1990’lı yıllardan beri Aydınlık’ta dile getirdiğimiz şu gerçeğin yakıcı bir şekilde gözümüzün önüne geldiği günleri yaşıyoruz: Emperyalist merkezlerin saldırganlığına karşı, hem ülkemizi hem de başta Filistin olmak üzere mazlumları savunmak Asya kalesini inşa etmeye bağlıdır. Vatan Partisi ilkini 1996’da düzenlediği Avrasya Konferansları dizisinde bu güç birliğinin nasıl inşa edileceğine yönelik ayrıntılı çözümler üretti.

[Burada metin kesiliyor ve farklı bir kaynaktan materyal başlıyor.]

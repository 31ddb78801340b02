//! Stable duration type for the protocol wire format.
//!
//! [`DurationMs`] serializes as a plain integer (milliseconds), not as
//! serde's internal `{"secs": N, "nanos": N}` format. Every timeout,
//! timing metric, and window length in the runtime uses this type.

use serde::{Deserialize, Serialize};
use std::time::Duration;

/// Duration in milliseconds with a stable JSON serialization format.
///
/// # Examples
///
/// ```
/// use keel::DurationMs;
///
/// let d = DurationMs::from_millis(1500);
/// assert_eq!(d.as_millis(), 1500);
///
/// let json = serde_json::to_string(&d).unwrap();
/// assert_eq!(json, "1500");
/// ```
#[derive(Debug, Clone, Copy, PartialEq, Eq, PartialOrd, Ord, Hash, Serialize, Deserialize)]
#[serde(transparent)]
pub struct DurationMs(u64);

impl DurationMs {
    /// Zero duration.
    pub const ZERO: Self = Self(0);

    /// Create from milliseconds.
    pub fn from_millis(ms: u64) -> Self {
        Self(ms)
    }

    /// Create from seconds.
    pub fn from_secs(secs: u64) -> Self {
        Self(secs.saturating_mul(1000))
    }

    /// Get the value in milliseconds.
    pub fn as_millis(&self) -> u64 {
        self.0
    }

    /// Convert to `std::time::Duration`.
    pub fn to_std(&self) -> Duration {
        Duration::from_millis(self.0)
    }

    /// Saturating difference, for end-minus-start timing math.
    pub fn saturating_sub(self, other: Self) -> Self {
        Self(self.0.saturating_sub(other.0))
    }
}

impl From<Duration> for DurationMs {
    fn from(d: Duration) -> Self {
        Self(d.as_millis() as u64)
    }
}

impl From<DurationMs> for Duration {
    fn from(d: DurationMs) -> Self {
        Duration::from_millis(d.0)
    }
}

impl Default for DurationMs {
    fn default() -> Self {
        Self::ZERO
    }
}

impl std::fmt::Display for DurationMs {
    fn fmt(&self, f: &mut std::fmt::Formatter<'_>) -> std::fmt::Result {
        write!(f, "{}ms", self.0)
    }
}

#[cfg(test)]
mod tests {
    use super::*;

    #[test]
    fn serializes_as_plain_integer() {
        let d = DurationMs::from_secs(2);
        assert_eq!(serde_json::to_string(&d).unwrap(), "2000");
        let back: DurationMs = serde_json::from_str("2000").unwrap();
        assert_eq!(back, d);
    }

    #[test]
    fn std_conversions() {
        let d: DurationMs = Duration::from_millis(250).into();
        assert_eq!(d.as_millis(), 250);
        assert_eq!(d.to_std(), Duration::from_millis(250));
    }
}
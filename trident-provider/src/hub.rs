//! The model hub: a registry of backends with capability checks and
//! token accounting.

use std::collections::HashMap;
use std::sync::{Arc, Mutex};

use tracing::debug;

use keel::{
    codes, AgentError, ModelBackend, ModelCapabilities, ModelRequest, ModelResponse, ModelStream,
    TokenUsage,
};

/// Process-wide registry of model backends keyed by provider id.
///
/// The hub enforces the request's declared capability requirements
/// before the backend sees the request, and fills in heuristic token
/// counts when a backend reports none. Heuristic counts are memoised
/// per `(model, text)` so identical requests count identically for the
/// life of the process.
pub struct ModelHub {
    backends: Mutex<HashMap<String, Arc<dyn ModelBackend>>>,
    token_cache: Mutex<HashMap<(String, String), u64>>,
}

impl ModelHub {
    /// An empty hub.
    pub fn new() -> Self {
        Self {
            backends: Mutex::new(HashMap::new()),
            token_cache: Mutex::new(HashMap::new()),
        }
    }

    /// Register a backend under a provider id, replacing any previous
    /// registration.
    pub fn register(&self, provider_id: impl Into<String>, backend: Arc<dyn ModelBackend>) {
        self.backends
            .lock()
            .expect("hub lock")
            .insert(provider_id.into(), backend);
    }

    /// Registered provider ids, sorted.
    pub fn provider_ids(&self) -> Vec<String> {
        let mut ids: Vec<String> = self.backends.lock().expect("hub lock").keys().cloned().collect();
        ids.sort();
        ids
    }

    fn backend(&self, provider_id: &str) -> Result<Arc<dyn ModelBackend>, AgentError> {
        self.backends
            .lock()
            .expect("hub lock")
            .get(provider_id)
            .cloned()
            .ok_or_else(|| {
                AgentError::configuration(
                    codes::PROVIDER_NOT_FOUND,
                    format!("unknown model provider: {provider_id}"),
                )
            })
    }

    /// One-shot completion through the named backend.
    pub async fn invoke(&self, request: ModelRequest) -> Result<ModelResponse, AgentError> {
        let backend = self.backend(&request.config.provider_id)?;
        check_capabilities(&request.config.capabilities, &backend.capabilities())?;
        let model = request.config.model_id.clone();
        let prompt_text: String = request
            .messages
            .iter()
            .map(|m| m.content.as_str())
            .collect::<Vec<_>>()
            .join("\n");
        let mut response = backend.invoke(request).await?;
        if response.usage.total_tokens == 0 {
            // Backend reported nothing; fall back to the heuristic.
            let prompt = self.estimate_tokens(&model, &prompt_text);
            let completion = self.estimate_tokens(&model, &response.content);
            response.usage = TokenUsage::new(prompt, completion);
            debug!(model, prompt, completion, "token usage estimated");
        }
        Ok(response)
    }

    /// Streamed completion through the named backend. The stream ends
    /// with exactly one terminal chunk.
    pub async fn stream(&self, request: ModelRequest) -> Result<ModelStream, AgentError> {
        let backend = self.backend(&request.config.provider_id)?;
        check_capabilities(&request.config.capabilities, &backend.capabilities())?;
        backend.stream(request).await
    }

    /// Deterministic chars/4 token estimate, memoised per
    /// `(model, text)`.
    pub fn estimate_tokens(&self, model: &str, text: &str) -> u64 {
        let key = (model.to_string(), text.to_string());
        let mut cache = self.token_cache.lock().expect("token cache lock");
        *cache
            .entry(key)
            .or_insert_with(|| (text.chars().count() as u64).div_ceil(4))
    }
}

impl Default for ModelHub {
    fn default() -> Self {
        Self::new()
    }
}

fn check_capabilities(
    required: &ModelCapabilities,
    available: &ModelCapabilities,
) -> Result<(), AgentError> {
    let missing = |what: &str| {
        AgentError::configuration(
            codes::CAPABILITY_MISSING,
            format!("backend lacks required capability: {what}"),
        )
    };
    if required.supports_streaming && !available.supports_streaming {
        return Err(missing("streaming"));
    }
    if required.supports_tool_calling && !available.supports_tool_calling {
        return Err(missing("tool calling"));
    }
    if required.supports_system_messages && !available.supports_system_messages {
        return Err(missing("system messages"));
    }
    if required.max_context_length > 0
        && available.max_context_length > 0
        && available.max_context_length < required.max_context_length
    {
        return Err(missing("context length"));
    }
    for kind in &required.supported_message_types {
        if !available.supported_message_types.contains(kind) {
            return Err(missing(&format!("message type {kind}")));
        }
    }
    Ok(())
}

#[cfg(test)]
mod tests {
    use super::*;
    use keel::test_utils::EchoModel;
    use keel::{ModelConfiguration, ModelMessage};

    fn request(provider: &str) -> ModelRequest {
        ModelRequest {
            messages: vec![ModelMessage::user("four words of text")],
            config: ModelConfiguration::new(provider, "m-1"),
            context: Default::default(),
        }
    }

    #[tokio::test]
    async fn routes_to_registered_backend() {
        let hub = ModelHub::new();
        hub.register("echo", Arc::new(EchoModel));
        let response = hub.invoke(request("echo")).await.unwrap();
        assert_eq!(response.content, "four words of text");
    }

    #[tokio::test]
    async fn unknown_provider_is_configuration_error() {
        let hub = ModelHub::new();
        let err = hub.invoke(request("ghost")).await.unwrap_err();
        assert_eq!(err.code, codes::PROVIDER_NOT_FOUND);
        assert_eq!(err.exit_code(), 3);
    }

    #[tokio::test]
    async fn capability_requirements_are_enforced() {
        let hub = ModelHub::new();
        hub.register("echo", Arc::new(EchoModel));
        let mut req = request("echo");
        req.config.capabilities.supports_tool_calling = true;
        let err = hub.invoke(req).await.unwrap_err();
        assert_eq!(err.code, codes::CAPABILITY_MISSING);
    }

    #[tokio::test]
    async fn context_length_requirement_is_enforced() {
        let hub = ModelHub::new();
        hub.register("echo", Arc::new(EchoModel));
        let mut req = request("echo");
        req.config.capabilities.max_context_length = 1_000_000;
        assert!(hub.invoke(req).await.is_err());
    }

    #[test]
    fn token_estimates_are_deterministic() {
        let hub = ModelHub::new();
        let a = hub.estimate_tokens("m", "some text to count");
        let b = hub.estimate_tokens("m", "some text to count");
        assert_eq!(a, b);
        assert_eq!(hub.estimate_tokens("m", ""), 0);
        assert_eq!(hub.estimate_tokens("m", "abcd"), 1);
        assert_eq!(hub.estimate_tokens("m", "abcde"), 2);
    }
}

Hatırlatma sebebimiz şu: Önceki gün çok sayıda merkezde Filistin’e destek mitingleri yapıldı. Katıldık, ses verdik, omuz omuza olmanın heyecanını yaşadık. Fakat bazı olguların altını çizmeliyiz:
1) Eylemlerde, İsrail saldırganlığının nasıl engelleneceğine dair İslamcı kesimin herhangi bir çözümü olmadığı bir kez daha anlaşıldı. Aksa Tufanı’ndan sonra Suriye sınırındaki ABD-İsrail kuvvetlerini bertaraf etme hamlesiyle ülkemizin güvenliğini sağlarken Filistin’e de omuz verebilirdik. İslamcı kesimin sözcüleri bunu söylediğimizde hala ‘Ama Esad…’ diye cümleye başlıyor. Dar mezhepçi hezeyanlar tüm yaşananlara rağmen hala belirleyici!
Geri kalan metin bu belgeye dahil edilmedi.